Saved data entries:
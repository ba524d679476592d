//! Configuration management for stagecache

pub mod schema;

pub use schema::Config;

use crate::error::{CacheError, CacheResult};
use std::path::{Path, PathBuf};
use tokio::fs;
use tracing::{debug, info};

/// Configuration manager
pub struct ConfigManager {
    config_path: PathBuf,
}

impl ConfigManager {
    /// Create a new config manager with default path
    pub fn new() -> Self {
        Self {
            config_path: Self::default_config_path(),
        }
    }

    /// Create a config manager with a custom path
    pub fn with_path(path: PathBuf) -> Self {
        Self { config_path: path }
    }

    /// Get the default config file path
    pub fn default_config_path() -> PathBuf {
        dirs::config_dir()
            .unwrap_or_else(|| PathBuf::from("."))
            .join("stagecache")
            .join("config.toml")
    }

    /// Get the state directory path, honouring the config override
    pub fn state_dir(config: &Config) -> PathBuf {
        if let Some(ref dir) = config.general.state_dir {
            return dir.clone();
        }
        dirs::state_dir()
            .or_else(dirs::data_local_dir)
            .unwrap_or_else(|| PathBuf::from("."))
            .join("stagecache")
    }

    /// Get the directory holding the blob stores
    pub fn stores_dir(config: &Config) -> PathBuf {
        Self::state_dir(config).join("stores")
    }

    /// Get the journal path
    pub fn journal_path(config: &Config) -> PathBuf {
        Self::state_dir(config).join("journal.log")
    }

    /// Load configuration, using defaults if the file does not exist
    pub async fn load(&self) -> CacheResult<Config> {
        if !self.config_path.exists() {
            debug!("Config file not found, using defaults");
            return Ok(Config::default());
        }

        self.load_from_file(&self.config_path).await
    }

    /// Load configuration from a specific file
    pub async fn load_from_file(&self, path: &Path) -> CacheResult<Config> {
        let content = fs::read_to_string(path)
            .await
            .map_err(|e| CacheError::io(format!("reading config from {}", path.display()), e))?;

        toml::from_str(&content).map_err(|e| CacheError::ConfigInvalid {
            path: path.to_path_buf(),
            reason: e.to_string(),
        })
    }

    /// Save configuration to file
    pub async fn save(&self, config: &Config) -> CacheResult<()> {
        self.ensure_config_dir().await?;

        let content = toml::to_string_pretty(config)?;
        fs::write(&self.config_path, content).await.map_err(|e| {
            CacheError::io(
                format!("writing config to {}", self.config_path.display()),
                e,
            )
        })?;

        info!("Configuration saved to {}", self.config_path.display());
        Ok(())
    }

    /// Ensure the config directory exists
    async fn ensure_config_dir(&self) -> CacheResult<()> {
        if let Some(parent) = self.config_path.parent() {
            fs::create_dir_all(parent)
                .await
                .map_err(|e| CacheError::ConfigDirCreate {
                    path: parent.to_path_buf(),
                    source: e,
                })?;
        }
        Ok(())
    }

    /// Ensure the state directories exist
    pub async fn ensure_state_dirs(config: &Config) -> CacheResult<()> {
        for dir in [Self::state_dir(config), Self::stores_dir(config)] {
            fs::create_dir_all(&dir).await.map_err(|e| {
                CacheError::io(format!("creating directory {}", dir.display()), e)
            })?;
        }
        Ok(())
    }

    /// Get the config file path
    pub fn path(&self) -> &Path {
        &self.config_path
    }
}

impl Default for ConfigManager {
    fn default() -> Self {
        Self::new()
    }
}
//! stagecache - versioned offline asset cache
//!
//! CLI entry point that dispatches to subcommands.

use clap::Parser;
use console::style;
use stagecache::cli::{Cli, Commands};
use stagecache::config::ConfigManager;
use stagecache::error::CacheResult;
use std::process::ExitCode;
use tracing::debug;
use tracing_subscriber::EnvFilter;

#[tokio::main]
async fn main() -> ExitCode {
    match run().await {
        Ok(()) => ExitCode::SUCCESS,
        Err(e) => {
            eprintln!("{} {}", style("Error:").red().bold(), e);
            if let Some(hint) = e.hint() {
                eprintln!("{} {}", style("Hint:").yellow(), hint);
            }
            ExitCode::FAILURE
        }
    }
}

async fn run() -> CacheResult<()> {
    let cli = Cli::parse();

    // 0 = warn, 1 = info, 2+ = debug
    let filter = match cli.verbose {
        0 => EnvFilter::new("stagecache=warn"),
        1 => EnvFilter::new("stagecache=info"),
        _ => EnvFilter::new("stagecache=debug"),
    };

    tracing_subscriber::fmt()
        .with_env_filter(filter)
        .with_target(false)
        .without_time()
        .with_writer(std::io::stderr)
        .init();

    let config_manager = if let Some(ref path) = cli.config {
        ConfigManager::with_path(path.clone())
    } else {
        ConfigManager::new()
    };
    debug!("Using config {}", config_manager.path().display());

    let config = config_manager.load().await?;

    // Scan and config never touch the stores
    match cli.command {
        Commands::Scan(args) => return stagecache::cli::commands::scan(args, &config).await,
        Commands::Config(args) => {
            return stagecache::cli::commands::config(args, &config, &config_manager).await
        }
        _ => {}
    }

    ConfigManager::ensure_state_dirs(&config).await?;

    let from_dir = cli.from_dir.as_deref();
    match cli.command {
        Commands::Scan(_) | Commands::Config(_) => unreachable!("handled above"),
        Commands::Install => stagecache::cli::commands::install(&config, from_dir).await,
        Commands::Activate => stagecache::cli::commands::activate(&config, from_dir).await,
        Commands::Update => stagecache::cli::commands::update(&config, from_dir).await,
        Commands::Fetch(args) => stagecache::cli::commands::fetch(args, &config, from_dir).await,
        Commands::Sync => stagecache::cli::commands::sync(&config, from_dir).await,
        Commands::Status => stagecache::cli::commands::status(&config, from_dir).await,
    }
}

---

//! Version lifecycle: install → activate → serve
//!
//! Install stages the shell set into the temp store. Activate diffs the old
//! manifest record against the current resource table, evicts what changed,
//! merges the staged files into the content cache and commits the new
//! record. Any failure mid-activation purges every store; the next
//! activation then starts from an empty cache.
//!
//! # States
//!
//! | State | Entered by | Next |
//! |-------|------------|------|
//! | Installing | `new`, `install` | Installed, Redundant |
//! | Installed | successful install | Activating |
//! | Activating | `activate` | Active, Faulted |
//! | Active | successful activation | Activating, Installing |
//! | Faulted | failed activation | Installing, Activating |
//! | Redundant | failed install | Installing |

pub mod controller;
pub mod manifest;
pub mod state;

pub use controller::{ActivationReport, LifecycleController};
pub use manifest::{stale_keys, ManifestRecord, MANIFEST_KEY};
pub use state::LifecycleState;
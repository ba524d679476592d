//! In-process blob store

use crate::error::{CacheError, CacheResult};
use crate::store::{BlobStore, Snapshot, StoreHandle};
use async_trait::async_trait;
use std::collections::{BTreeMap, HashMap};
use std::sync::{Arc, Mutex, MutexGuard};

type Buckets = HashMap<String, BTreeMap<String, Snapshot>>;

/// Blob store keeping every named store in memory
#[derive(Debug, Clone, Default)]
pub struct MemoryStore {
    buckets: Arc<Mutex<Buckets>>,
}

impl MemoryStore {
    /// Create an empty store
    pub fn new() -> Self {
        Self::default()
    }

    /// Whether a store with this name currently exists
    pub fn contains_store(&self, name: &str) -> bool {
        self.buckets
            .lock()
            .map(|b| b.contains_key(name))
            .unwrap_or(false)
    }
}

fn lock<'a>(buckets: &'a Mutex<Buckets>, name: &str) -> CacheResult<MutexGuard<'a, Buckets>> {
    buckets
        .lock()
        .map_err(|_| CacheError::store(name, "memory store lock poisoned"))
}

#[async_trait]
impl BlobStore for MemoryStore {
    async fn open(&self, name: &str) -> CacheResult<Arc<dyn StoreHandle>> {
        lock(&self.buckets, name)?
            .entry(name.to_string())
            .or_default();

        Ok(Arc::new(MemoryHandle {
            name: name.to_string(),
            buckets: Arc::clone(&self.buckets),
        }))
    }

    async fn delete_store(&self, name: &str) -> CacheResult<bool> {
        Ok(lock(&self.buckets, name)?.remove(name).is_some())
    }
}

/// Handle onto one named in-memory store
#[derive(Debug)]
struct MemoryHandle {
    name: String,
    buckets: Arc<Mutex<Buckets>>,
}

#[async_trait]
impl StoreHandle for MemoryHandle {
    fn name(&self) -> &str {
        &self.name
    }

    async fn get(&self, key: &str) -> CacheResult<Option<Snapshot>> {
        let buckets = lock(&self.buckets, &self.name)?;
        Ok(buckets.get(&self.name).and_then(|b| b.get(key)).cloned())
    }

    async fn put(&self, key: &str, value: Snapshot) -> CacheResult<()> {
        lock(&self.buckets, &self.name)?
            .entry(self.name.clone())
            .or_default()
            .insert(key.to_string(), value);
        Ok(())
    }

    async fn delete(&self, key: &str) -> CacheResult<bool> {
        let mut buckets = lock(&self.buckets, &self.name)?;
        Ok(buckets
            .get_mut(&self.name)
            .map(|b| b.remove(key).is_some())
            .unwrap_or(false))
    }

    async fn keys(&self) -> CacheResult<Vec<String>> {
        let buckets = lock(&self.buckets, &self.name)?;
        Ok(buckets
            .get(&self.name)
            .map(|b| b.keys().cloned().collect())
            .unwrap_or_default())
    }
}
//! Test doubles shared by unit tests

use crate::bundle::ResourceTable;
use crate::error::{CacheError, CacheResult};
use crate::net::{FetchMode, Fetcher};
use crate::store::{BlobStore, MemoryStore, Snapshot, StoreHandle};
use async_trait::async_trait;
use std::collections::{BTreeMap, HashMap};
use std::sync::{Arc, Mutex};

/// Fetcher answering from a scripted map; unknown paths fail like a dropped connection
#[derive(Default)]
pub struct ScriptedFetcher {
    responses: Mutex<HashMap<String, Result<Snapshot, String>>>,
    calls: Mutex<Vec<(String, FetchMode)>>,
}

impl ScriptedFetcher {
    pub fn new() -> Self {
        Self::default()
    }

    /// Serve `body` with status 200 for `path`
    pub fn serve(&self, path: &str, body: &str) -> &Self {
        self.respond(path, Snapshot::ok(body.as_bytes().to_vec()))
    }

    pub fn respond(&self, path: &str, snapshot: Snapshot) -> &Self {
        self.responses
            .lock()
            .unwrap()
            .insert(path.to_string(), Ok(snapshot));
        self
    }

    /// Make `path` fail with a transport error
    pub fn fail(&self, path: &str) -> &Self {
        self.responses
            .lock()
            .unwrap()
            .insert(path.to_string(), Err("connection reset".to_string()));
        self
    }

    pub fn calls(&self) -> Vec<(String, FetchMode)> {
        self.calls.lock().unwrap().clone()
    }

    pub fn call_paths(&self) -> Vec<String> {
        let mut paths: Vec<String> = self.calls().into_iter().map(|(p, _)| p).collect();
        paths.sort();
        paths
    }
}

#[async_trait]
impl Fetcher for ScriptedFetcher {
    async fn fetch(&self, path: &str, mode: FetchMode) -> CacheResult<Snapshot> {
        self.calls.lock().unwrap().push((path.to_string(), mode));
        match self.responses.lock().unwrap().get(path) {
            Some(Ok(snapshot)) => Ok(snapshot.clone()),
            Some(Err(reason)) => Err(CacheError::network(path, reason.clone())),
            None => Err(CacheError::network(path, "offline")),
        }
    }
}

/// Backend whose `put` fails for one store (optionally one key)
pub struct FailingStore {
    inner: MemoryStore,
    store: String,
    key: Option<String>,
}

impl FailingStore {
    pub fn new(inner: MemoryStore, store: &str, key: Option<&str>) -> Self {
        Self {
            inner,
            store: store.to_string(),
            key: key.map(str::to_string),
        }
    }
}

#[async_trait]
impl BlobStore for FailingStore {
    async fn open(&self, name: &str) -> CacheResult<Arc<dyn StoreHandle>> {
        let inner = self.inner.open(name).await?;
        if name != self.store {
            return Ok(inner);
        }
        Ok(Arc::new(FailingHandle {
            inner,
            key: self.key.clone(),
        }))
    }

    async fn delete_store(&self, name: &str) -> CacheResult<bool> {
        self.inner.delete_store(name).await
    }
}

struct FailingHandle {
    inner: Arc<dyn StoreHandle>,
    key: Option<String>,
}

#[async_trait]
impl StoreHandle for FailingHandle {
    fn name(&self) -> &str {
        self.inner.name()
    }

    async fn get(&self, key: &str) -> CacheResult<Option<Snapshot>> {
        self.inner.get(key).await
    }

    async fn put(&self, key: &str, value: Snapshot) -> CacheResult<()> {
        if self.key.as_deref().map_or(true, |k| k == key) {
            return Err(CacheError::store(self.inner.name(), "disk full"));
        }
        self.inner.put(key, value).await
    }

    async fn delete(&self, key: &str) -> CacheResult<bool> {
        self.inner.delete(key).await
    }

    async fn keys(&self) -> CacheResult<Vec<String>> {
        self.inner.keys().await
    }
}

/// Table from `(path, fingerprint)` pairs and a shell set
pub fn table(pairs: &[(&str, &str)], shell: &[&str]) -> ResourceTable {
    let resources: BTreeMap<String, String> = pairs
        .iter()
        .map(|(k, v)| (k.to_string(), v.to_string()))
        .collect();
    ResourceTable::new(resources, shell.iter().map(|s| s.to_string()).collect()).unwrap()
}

==

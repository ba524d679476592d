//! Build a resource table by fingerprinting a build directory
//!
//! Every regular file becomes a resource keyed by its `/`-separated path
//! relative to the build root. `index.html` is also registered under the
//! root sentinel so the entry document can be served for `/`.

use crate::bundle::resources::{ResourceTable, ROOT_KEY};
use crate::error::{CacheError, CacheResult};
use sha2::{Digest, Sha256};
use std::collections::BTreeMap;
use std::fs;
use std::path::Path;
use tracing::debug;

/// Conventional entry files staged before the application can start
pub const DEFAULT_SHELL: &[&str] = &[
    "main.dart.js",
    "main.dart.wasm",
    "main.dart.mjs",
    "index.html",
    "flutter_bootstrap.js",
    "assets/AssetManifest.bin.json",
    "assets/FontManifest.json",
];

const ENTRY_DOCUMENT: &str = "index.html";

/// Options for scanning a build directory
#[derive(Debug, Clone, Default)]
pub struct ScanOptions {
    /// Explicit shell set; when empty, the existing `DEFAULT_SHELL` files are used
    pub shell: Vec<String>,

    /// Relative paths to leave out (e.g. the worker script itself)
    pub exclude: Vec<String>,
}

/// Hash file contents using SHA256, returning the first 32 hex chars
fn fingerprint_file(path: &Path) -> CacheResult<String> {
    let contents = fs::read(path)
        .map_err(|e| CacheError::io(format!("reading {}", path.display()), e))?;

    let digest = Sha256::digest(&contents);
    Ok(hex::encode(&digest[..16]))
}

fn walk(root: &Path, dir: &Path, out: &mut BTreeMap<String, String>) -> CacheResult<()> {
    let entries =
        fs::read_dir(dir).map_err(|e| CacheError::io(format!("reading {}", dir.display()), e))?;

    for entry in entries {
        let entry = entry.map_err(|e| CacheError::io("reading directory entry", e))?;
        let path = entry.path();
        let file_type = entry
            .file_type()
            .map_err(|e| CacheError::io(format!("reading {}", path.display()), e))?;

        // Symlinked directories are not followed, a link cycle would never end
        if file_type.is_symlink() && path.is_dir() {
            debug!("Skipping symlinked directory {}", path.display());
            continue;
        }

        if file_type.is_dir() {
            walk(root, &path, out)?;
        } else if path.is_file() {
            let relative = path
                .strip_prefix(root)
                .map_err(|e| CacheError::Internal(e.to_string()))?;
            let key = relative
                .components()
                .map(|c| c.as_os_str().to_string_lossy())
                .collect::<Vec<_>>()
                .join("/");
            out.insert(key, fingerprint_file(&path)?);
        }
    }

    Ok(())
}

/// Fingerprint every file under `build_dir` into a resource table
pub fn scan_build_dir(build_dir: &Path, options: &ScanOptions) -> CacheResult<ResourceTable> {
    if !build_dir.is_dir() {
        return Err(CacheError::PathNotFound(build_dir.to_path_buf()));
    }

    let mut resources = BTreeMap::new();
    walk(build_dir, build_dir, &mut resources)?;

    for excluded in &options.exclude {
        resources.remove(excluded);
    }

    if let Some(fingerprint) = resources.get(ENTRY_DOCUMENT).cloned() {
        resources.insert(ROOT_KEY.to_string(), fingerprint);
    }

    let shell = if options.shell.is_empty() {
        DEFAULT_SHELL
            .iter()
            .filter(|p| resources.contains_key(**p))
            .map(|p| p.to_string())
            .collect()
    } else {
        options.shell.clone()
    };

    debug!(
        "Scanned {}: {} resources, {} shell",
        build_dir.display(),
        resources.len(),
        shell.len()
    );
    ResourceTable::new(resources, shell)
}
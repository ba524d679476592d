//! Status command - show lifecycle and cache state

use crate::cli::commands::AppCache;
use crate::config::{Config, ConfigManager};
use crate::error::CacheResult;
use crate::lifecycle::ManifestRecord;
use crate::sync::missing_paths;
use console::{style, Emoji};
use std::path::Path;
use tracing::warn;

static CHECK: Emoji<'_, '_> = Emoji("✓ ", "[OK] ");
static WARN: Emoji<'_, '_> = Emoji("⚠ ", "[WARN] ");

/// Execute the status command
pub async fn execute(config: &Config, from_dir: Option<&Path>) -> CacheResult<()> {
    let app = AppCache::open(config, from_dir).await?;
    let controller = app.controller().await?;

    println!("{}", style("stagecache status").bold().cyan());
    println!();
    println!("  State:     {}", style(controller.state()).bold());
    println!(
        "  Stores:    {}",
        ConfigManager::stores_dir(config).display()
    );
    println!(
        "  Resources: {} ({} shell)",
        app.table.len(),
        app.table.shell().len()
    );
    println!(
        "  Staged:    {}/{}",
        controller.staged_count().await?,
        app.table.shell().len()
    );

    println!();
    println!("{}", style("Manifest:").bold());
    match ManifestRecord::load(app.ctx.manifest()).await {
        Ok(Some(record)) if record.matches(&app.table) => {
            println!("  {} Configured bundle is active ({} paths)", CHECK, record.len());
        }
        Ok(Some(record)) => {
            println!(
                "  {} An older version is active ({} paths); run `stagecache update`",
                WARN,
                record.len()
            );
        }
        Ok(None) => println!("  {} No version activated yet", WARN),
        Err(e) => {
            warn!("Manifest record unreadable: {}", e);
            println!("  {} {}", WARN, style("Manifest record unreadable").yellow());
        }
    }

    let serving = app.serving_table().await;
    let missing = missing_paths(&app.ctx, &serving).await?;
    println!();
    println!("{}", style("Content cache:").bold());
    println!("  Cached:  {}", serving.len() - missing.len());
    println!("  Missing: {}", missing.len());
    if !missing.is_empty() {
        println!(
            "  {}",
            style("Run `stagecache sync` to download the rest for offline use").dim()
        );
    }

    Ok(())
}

**WHAT THE TASK ASKS:** Looking at the entries above, work out how many lines contain the word "reading", then reply with only that figure.

**TASK SOLUTION:** 5